5 Tools Everyone in the Book Industry should be using
Productivity for writers is super important and having the right tools can help you get your work done. Below are five programs which you may not be using but should be.
1. CANVA
"Create a design" for a Facebook post, a social media campaign, a Kindle book cover, a logo, Pinterest graphic, Instagram cover. You can do all that for free on this remarkable design software. There are many, many free elements, texts, backgrounds and layouts. For a few dollars you can also buy illustrations, photos and upgraded texts and backgrounds. The program is truly user friendly.
www.canva.com
2. DRAGON SPEAK
To add to your productivity and speed of reaching that word-count, why not try speaking your story? "Simply talk and your words appear on the screen." You can also create shortcuts for common tasks. Say, "Open email" and your computer obeys. Of course, this program does require some time for you to train your dragon. The more you use the program, the more reliably it will transpose speech to text. Oh, and don't let others play with your dragon because dragons are a single user kind of program.

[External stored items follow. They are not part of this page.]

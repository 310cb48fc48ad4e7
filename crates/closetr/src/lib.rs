//! Facade crate for Closetr features and shared modules.
//! Re-exports domain/kernel primitives and the feature slices.
//! Keep this crate thin: it should compose other crates, not implement business logic.
//!
//! ## Usage
//! - Add `closetr` with the slices you need (`register` is on by default).

pub use closetr_domain as domain;
pub use closetr_kernel as kernel;

/// Feature registry for runtime introspection.
pub mod features {
    #[cfg(feature = "register")]
    pub use closetr_register as register;

    /// Build-time enabled slices (by Cargo feature).
    pub const ENABLED: &[&str] = &[
        #[cfg(feature = "register")]
        "register",
    ];

    #[must_use]
    pub fn is_enabled(name: &str) -> bool {
        ENABLED.contains(&name)
    }
}
//! Field state store: value and touched status of every registration field.

use strum::{Display, EnumIter, EnumString};

/// Registration fields in their declared order.
///
/// The order is the dependency chain used by the validator.
#[derive(
    Debug, Clone, Copy, PartialEq, Eq, Hash, PartialOrd, Ord, Display, EnumIter, EnumString,
)]
#[strum(serialize_all = "camelCase", ascii_case_insensitive)]
pub enum FieldId {
    Name,
    Username,
    Password,
    #[strum(to_string = "passwordConfirm", serialize = "password-confirm", serialize = "confirm")]
    PasswordConfirm,
}

impl FieldId {
    /// Every field, first to last.
    pub const ALL: [Self; 4] = [Self::Name, Self::Username, Self::Password, Self::PasswordConfirm];
    pub const COUNT: usize = Self::ALL.len();

    /// Position in the chain, `0` for [`FieldId::Name`].
    #[must_use]
    pub const fn index(self) -> usize {
        self as usize
    }
}

#[derive(Debug, Clone, PartialEq, Eq)]
pub struct Field {
    id: FieldId,
    value: String,
    touched: bool,
}

impl Field {
    const fn new(id: FieldId) -> Self {
        Self { id, value: String::new(), touched: false }
    }

    #[must_use]
    pub const fn id(&self) -> FieldId {
        self.id
    }

    #[must_use]
    pub fn value(&self) -> &str {
        &self.value
    }

    /// Whether the field ever received input.
    #[must_use]
    pub const fn touched(&self) -> bool {
        self.touched
    }

    #[must_use]
    pub fn is_empty(&self) -> bool {
        self.value.is_empty()
    }
}

/// The whole form: the ordered fields plus the field flagged by a failed submission.
#[derive(Debug, Clone, PartialEq, Eq)]
pub struct FormState {
    fields: [Field; FieldId::COUNT],
    conflict: Option<FieldId>,
}

impl Default for FormState {
    fn default() -> Self {
        Self { fields: FieldId::ALL.map(Field::new), conflict: None }
    }
}

impl FormState {
    #[must_use]
    pub fn new() -> Self {
        Self::default()
    }

    #[must_use]
    pub const fn field(&self, id: FieldId) -> &Field {
        &self.fields[id.index()]
    }

    #[must_use]
    pub fn value(&self, id: FieldId) -> &str {
        self.field(id).value()
    }

    /// Fields in chain order.
    pub fn fields(&self) -> impl ExactSizeIterator<Item = &Field> + DoubleEndedIterator {
        self.fields.iter()
    }

    /// Stores a new value and marks the field touched. Returns whether the value changed.
    pub fn set_value(&mut self, id: FieldId, value: impl Into<String>) -> bool {
        let value = value.into();
        let field = &mut self.fields[id.index()];
        field.touched = true;
        if field.value == value {
            return false;
        }
        field.value = value;
        true
    }

    #[must_use]
    pub fn is_complete(&self) -> bool {
        self.fields.iter().all(|f| !f.is_empty())
    }

    #[must_use]
    pub const fn conflict_field(&self) -> Option<FieldId> {
        self.conflict
    }

    pub const fn set_conflict(&mut self, id: FieldId) {
        self.conflict = Some(id);
    }

    pub const fn clear_conflict(&mut self) -> Option<FieldId> {
        self.conflict.take()
    }
}

#[cfg(test)]
mod tests {
    use super::*;
    use strum::IntoEnumIterator;

    #[test]
    fn order_matches_declaration() {
        let iterated: Vec<_> = FieldId::iter().collect();
        assert_eq!(iterated, FieldId::ALL);
        assert_eq!(FieldId::PasswordConfirm.index(), 3);
    }

    #[test]
    fn ids_render_and_parse() {
        assert_eq!(FieldId::PasswordConfirm.to_string(), "passwordConfirm");
        assert_eq!(FieldId::Username.to_string(), "username");
        assert_eq!("password-confirm".parse::<FieldId>().unwrap(), FieldId::PasswordConfirm);
        assert_eq!("passwordConfirm".parse::<FieldId>().unwrap(), FieldId::PasswordConfirm);
        assert_eq!("name".parse::<FieldId>().unwrap(), FieldId::Name);
        assert_eq!("UserName".parse::<FieldId>().unwrap(), FieldId::Username);
        assert!("email".parse::<FieldId>().is_err());
    }

    #[test]
    fn new_state_is_empty_and_untouched() {
        let state = FormState::new();
        assert!(state.fields().all(|f| f.is_empty() && !f.touched()));
        assert!(!state.is_complete());
        assert_eq!(state.conflict_field(), None);
    }

    #[test]
    fn set_value_touches_even_without_change() {
        let mut state = FormState::new();
        assert!(!state.set_value(FieldId::Name, ""));
        assert!(state.field(FieldId::Name).touched());

        assert!(state.set_value(FieldId::Name, "Fides"));
        assert!(!state.set_value(FieldId::Name, "Fides"));
        assert_eq!(state.value(FieldId::Name), "Fides");
    }

    #[test]
    fn conflict_round_trip() {
        let mut state = FormState::new();
        state.set_conflict(FieldId::Username);
        assert_eq!(state.conflict_field(), Some(FieldId::Username));
        assert_eq!(state.clear_conflict(), Some(FieldId::Username));
        assert_eq!(state.conflict_field(), None);
    }
}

https://www.nuance.com/dragon.html
3. TextAloud
Do you remember that English teacher suggesting that you read your work aloud when editing? Well, she was right, but reading your own work has problems, including overlooking mistakes as you read what you meant to write instead of what is there. Enter a text to speech program. The perfect tool for catching those words that should be plural or that missing word or the wrong word, of for if, as an example. This program is also great for reading back your story for flow of sentences and checking for repeat words. I used TextAloud to edit this post!
There are many offerings of this. The one I use is TextAloud.
https://nextup.com/
4. MailChimp
MailChimp is one of the most popular mailing software programs available and it is the one that I use to manage my mailing lists, create newsletters, automation campaigns and a landing page for new subscribers. The program is complex but user friendly and has loads of statistical information even at the free level. Upgrading to the paid subscription, for me, was definitely worth the price!
https://mailchimp.com/
5. BRAIN.fm
"Music for the Brain"
Brain.fm creates playlists online that you can use to Focus, Meditate or Sleep. I've only used the Focus option but quickly used my free sessions and found this a valuable tool to "Get hours of work done without distractions." The website says you will see an improvement in focus usually in 15 minutes and that their program has some heavy-duty neuroscience behind the music.